Work required
Search for the word "page" in the entries. Each line that holds it should be copied.
--- Record excerpts ---
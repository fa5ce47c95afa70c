//! Application state management

use std::sync::Arc;

use crate::catalog::Catalog;
use crate::config::Config;
use crate::page::Highlighter;
use crate::store::HighlightStore;

/// Shared application state
#[derive(Clone)]
pub struct AppState {
    inner: Arc<AppStateInner>,
}

struct AppStateInner {
    config: Config,
    highlighter: Highlighter,
    catalog: Catalog,
}

impl AppState {
    pub fn new(config: Config, store: Arc<dyn HighlightStore>) -> Self {
        let highlighter = Highlighter::new(Arc::clone(&store), config.highlighter.clone());
        let catalog = Catalog::new(store);
        Self {
            inner: Arc::new(AppStateInner {
                config,
                highlighter,
                catalog,
            }),
        }
    }

    /// Get the configuration
    pub fn config(&self) -> &Config {
        &self.inner.config
    }

    /// Get the page highlighter
    pub fn highlighter(&self) -> &Highlighter {
        &self.inner.highlighter
    }

    /// Get the highlight catalog
    pub fn catalog(&self) -> &Catalog {
        &self.inner.catalog
    }
}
---
Response
use crate::page::Highlighter;
    /// Get the page highlighter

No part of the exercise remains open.